====== Record set

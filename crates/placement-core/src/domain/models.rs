use serde::{Deserialize, Serialize};

use super::errors::EngineError;

// ============================================================================
// LEVELS
// ============================================================================

/// Novakid proficiency level, an integer 0-5 mapped 1:1 to CEFR
/// pre-A1 through B2.
#[derive(
    Debug, Clone, Copy, PartialEq, Eq, PartialOrd, Ord, Hash, Default, Serialize, Deserialize,
)]
#[serde(try_from = "u8", into = "u8")]
pub struct NovakidLevel(u8);

impl NovakidLevel {
    pub const MIN: NovakidLevel = NovakidLevel(0);
    pub const MAX: NovakidLevel = NovakidLevel(5);

    /// All levels in ascending order.
    pub const ALL: [NovakidLevel; 6] = [
        NovakidLevel(0),
        NovakidLevel(1),
        NovakidLevel(2),
        NovakidLevel(3),
        NovakidLevel(4),
        NovakidLevel(5),
    ];

    pub fn new(value: u8) -> Result<Self, EngineError> {
        if value <= Self::MAX.0 {
            Ok(Self(value))
        } else {
            Err(EngineError::InvalidLevel(value))
        }
    }

    pub fn value(self) -> u8 {
        self.0
    }

    /// CEFR equivalent for this level.
    pub fn cefr_label(self) -> &'static str {
        match self.0 {
            0 => "pre-A1",
            1 => "A1",
            2 => "A1+",
            3 => "A2",
            4 => "B1",
            _ => "B2",
        }
    }

    /// Mechanics permitted at this level. Gating is strict and cumulative:
    /// level 0 is pronunciation-only, level 1 adds the two single-choice
    /// mechanics, level 2 and above open the full set.
    pub fn allowed_mechanics(self) -> &'static [Mechanic] {
        use Mechanic::*;
        match self.0 {
            0 => &[WordPronunciationPractice],
            1 => &[
                WordPronunciationPractice,
                ImageSingleChoiceFromTexts,
                AudioSingleChoiceFromImages,
            ],
            _ => &[
                WordPronunciationPractice,
                ImageSingleChoiceFromTexts,
                AudioSingleChoiceFromImages,
                MultipleChoiceTextText,
                SentencePronunciationPractice,
                AudioCategorySorting,
                SentenceScramble,
            ],
        }
    }

    pub fn permits(self, mechanic: Mechanic) -> bool {
        self.allowed_mechanics().contains(&mechanic)
    }

    /// Step the level by a signed offset, clamped to the 0-5 range.
    pub fn stepped(self, delta: i8) -> Self {
        let raw = (self.0 as i8 + delta).clamp(0, Self::MAX.0 as i8);
        Self(raw as u8)
    }

    /// Absolute distance between two levels.
    pub fn distance(self, other: NovakidLevel) -> u8 {
        self.0.abs_diff(other.0)
    }
}

impl TryFrom<u8> for NovakidLevel {
    type Error = EngineError;

    fn try_from(value: u8) -> Result<Self, Self::Error> {
        Self::new(value)
    }
}

impl From<NovakidLevel> for u8 {
    fn from(level: NovakidLevel) -> Self {
        level.0
    }
}

impl std::fmt::Display for NovakidLevel {
    fn fmt(&self, f: &mut std::fmt::Formatter<'_>) -> std::fmt::Result {
        write!(f, "{}", self.0)
    }
}

// ============================================================================
// MECHANICS
// ============================================================================

/// The format of a single question.
#[derive(Debug, Clone, Copy, PartialEq, Eq, Hash, Serialize, Deserialize)]
#[serde(rename_all = "kebab-case")]
pub enum Mechanic {
    WordPronunciationPractice,
    SentencePronunciationPractice,
    AudioSingleChoiceFromImages,
    AudioCategorySorting,
    ImageSingleChoiceFromTexts,
    MultipleChoiceTextText,
    SentenceScramble,
}

impl Mechanic {
    pub fn as_str(&self) -> &'static str {
        match self {
            Mechanic::WordPronunciationPractice => "word-pronunciation-practice",
            Mechanic::SentencePronunciationPractice => "sentence-pronunciation-practice",
            Mechanic::AudioSingleChoiceFromImages => "audio-single-choice-from-images",
            Mechanic::AudioCategorySorting => "audio-category-sorting",
            Mechanic::ImageSingleChoiceFromTexts => "image-single-choice-from-texts",
            Mechanic::MultipleChoiceTextText => "multiple-choice-text-text",
            Mechanic::SentenceScramble => "sentence-scramble",
        }
    }

    /// Presentation category of the mechanic.
    pub fn category(&self) -> MechanicCategory {
        match self {
            Mechanic::WordPronunciationPractice | Mechanic::SentencePronunciationPractice => {
                MechanicCategory::Pronunciation
            }
            Mechanic::AudioSingleChoiceFromImages | Mechanic::AudioCategorySorting => {
                MechanicCategory::Audio
            }
            Mechanic::ImageSingleChoiceFromTexts
            | Mechanic::MultipleChoiceTextText
            | Mechanic::SentenceScramble => MechanicCategory::Text,
        }
    }

    /// Side of the 50/50 audio/text balance this mechanic counts toward.
    /// Pronunciation mechanics are their own category but balance under audio.
    pub fn balance_side(&self) -> BalanceSide {
        self.category().balance_side()
    }
}

impl std::fmt::Display for Mechanic {
    fn fmt(&self, f: &mut std::fmt::Formatter<'_>) -> std::fmt::Result {
        write!(f, "{}", self.as_str())
    }
}

/// Presentation category: how the student receives and answers the question.
#[derive(Debug, Clone, Copy, PartialEq, Eq, Hash, Serialize, Deserialize)]
#[serde(rename_all = "snake_case")]
pub enum MechanicCategory {
    /// Student hears, then chooses or sorts.
    Audio,
    /// Student reads, then selects or arranges.
    Text,
    /// Student speaks and self-assesses.
    Pronunciation,
}

impl MechanicCategory {
    pub fn balance_side(self) -> BalanceSide {
        match self {
            MechanicCategory::Audio | MechanicCategory::Pronunciation => BalanceSide::Audio,
            MechanicCategory::Text => BalanceSide::Text,
        }
    }
}

/// The two sides of the serving-balance tally.
#[derive(Debug, Clone, Copy, PartialEq, Eq, Hash, Serialize, Deserialize)]
#[serde(rename_all = "snake_case")]
pub enum BalanceSide {
    Audio,
    Text,
}

impl BalanceSide {
    pub fn other(self) -> BalanceSide {
        match self {
            BalanceSide::Audio => BalanceSide::Text,
            BalanceSide::Text => BalanceSide::Audio,
        }
    }
}

// ============================================================================
// SKILLS
// ============================================================================

/// Skill a question exercises, as tagged in the bank.
#[derive(Debug, Clone, Copy, PartialEq, Eq, Hash, Serialize, Deserialize)]
pub enum Skill {
    Pronunciation,
    Vocabulary,
    Grammar,
    Reading,
    Speaking,
}

impl Skill {
    /// Reporting bucket this skill rolls up into. Reading counts as
    /// vocabulary recognition; speaking counts as pronunciation.
    pub fn bucket(self) -> SkillBucket {
        match self {
            Skill::Vocabulary | Skill::Reading => SkillBucket::Vocabulary,
            Skill::Pronunciation | Skill::Speaking => SkillBucket::Pronunciation,
            Skill::Grammar => SkillBucket::Grammar,
        }
    }
}

/// The three buckets the placement report scores.
#[derive(Debug, Clone, Copy, PartialEq, Eq, Hash)]
pub enum SkillBucket {
    Vocabulary,
    Pronunciation,
    Grammar,
}

impl SkillBucket {
    pub fn as_str(&self) -> &'static str {
        match self {
            SkillBucket::Vocabulary => "vocabulary",
            SkillBucket::Pronunciation => "pronunciation",
            SkillBucket::Grammar => "grammar",
        }
    }
}

// ============================================================================
// QUESTIONS
// ============================================================================

/// One item to place into an audio-category-sorting question.
#[derive(Debug, Clone, Serialize, Deserialize, PartialEq)]
pub struct SortItem {
    /// Stable id the renderer echoes back in the answer.
    pub id: String,
    /// Spoken/displayed label.
    pub text: String,
    /// The category this item belongs to.
    pub category: String,
}

/// Mechanic-specific payload. The `mechanic` field of a bank record is the
/// serde tag, so a record's mechanic and its payload can never disagree.
#[derive(Debug, Clone, Serialize, Deserialize, PartialEq)]
#[serde(tag = "mechanic", rename_all = "kebab-case")]
pub enum MechanicPayload {
    /// Student hears and repeats a single word, then self-assesses.
    WordPronunciationPractice {
        target_word: String,
        phonetic: String,
        #[serde(default, skip_serializing_if = "Option::is_none")]
        image_description: Option<String>,
    },

    /// Student repeats a full sentence, then self-assesses.
    SentencePronunciationPractice {
        sentence: String,
        #[serde(default, skip_serializing_if = "Option::is_none")]
        phonetic: Option<String>,
    },

    /// Student hears a word/phrase and picks the matching image.
    AudioSingleChoiceFromImages {
        audio_text: String,
        image_options: Vec<String>,
        correct_index: usize,
    },

    /// Student hears items one by one and sorts them into categories.
    AudioCategorySorting {
        categories: Vec<String>,
        items: Vec<SortItem>,
    },

    /// Student sees an image and picks the matching text.
    ImageSingleChoiceFromTexts {
        image_description: String,
        options: Vec<String>,
        correct_index: usize,
    },

    /// Plain text question with text options.
    MultipleChoiceTextText {
        prompt: String,
        options: Vec<String>,
        correct_index: usize,
    },

    /// Student rearranges shuffled words into a sentence.
    SentenceScramble {
        scrambled_words: Vec<String>,
        correct_order: Vec<usize>,
    },
}

impl MechanicPayload {
    pub fn mechanic(&self) -> Mechanic {
        match self {
            MechanicPayload::WordPronunciationPractice { .. } => {
                Mechanic::WordPronunciationPractice
            }
            MechanicPayload::SentencePronunciationPractice { .. } => {
                Mechanic::SentencePronunciationPractice
            }
            MechanicPayload::AudioSingleChoiceFromImages { .. } => {
                Mechanic::AudioSingleChoiceFromImages
            }
            MechanicPayload::AudioCategorySorting { .. } => Mechanic::AudioCategorySorting,
            MechanicPayload::ImageSingleChoiceFromTexts { .. } => {
                Mechanic::ImageSingleChoiceFromTexts
            }
            MechanicPayload::MultipleChoiceTextText { .. } => Mechanic::MultipleChoiceTextText,
            MechanicPayload::SentenceScramble { .. } => Mechanic::SentenceScramble,
        }
    }
}

/// Immutable bank question. `level` is the bucket the question was loaded
/// from; it is stamped by the loader, never read from the record itself.
#[derive(Debug, Clone, Serialize, Deserialize, PartialEq)]
pub struct Question {
    pub id: String,
    pub skill: Skill,
    /// Advisory difficulty within the level, 0.0 (easy) to 1.0 (hard).
    pub difficulty: f64,
    #[serde(skip)]
    pub level: NovakidLevel,
    #[serde(flatten)]
    pub payload: MechanicPayload,
}

impl Question {
    pub fn mechanic(&self) -> Mechanic {
        self.payload.mechanic()
    }
}

/// A question handed to the renderer, stamped with the level bucket it was
/// drawn from and whether it belongs to the calibration phase.
#[derive(Debug, Clone, Serialize, PartialEq)]
pub struct ServedQuestion {
    pub question: Question,
    pub assigned_level: NovakidLevel,
    pub is_calibration: bool,
}

// ============================================================================
// HISTORY
// ============================================================================

/// One answered question, as recorded in the session history.
#[derive(Debug, Clone, Serialize, Deserialize, PartialEq)]
pub struct AnsweredRecord {
    pub question_id: String,
    pub mechanic: Mechanic,
    pub assigned_level: NovakidLevel,
    pub skill: Skill,
    pub correct: bool,
    /// Seconds from render to answer, as measured by the renderer.
    pub response_time: f64,
    /// Set when the answer arrived with a shape that does not match the
    /// mechanic; such answers score as incorrect.
    #[serde(default, skip_serializing_if = "Option::is_none")]
    pub anomaly: Option<String>,
}
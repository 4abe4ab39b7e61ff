mod report;
mod scorer;

pub use report::{Placement, PlacementReport, Recommendations, SkillAnalysis, SkillReport};
pub use scorer::build_fallback_report;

============

Work instructions:
If a line in the data above includes the string "phonetic", copy it.

Final answer:
        phonetic: String,
        phonetic: Option<String>,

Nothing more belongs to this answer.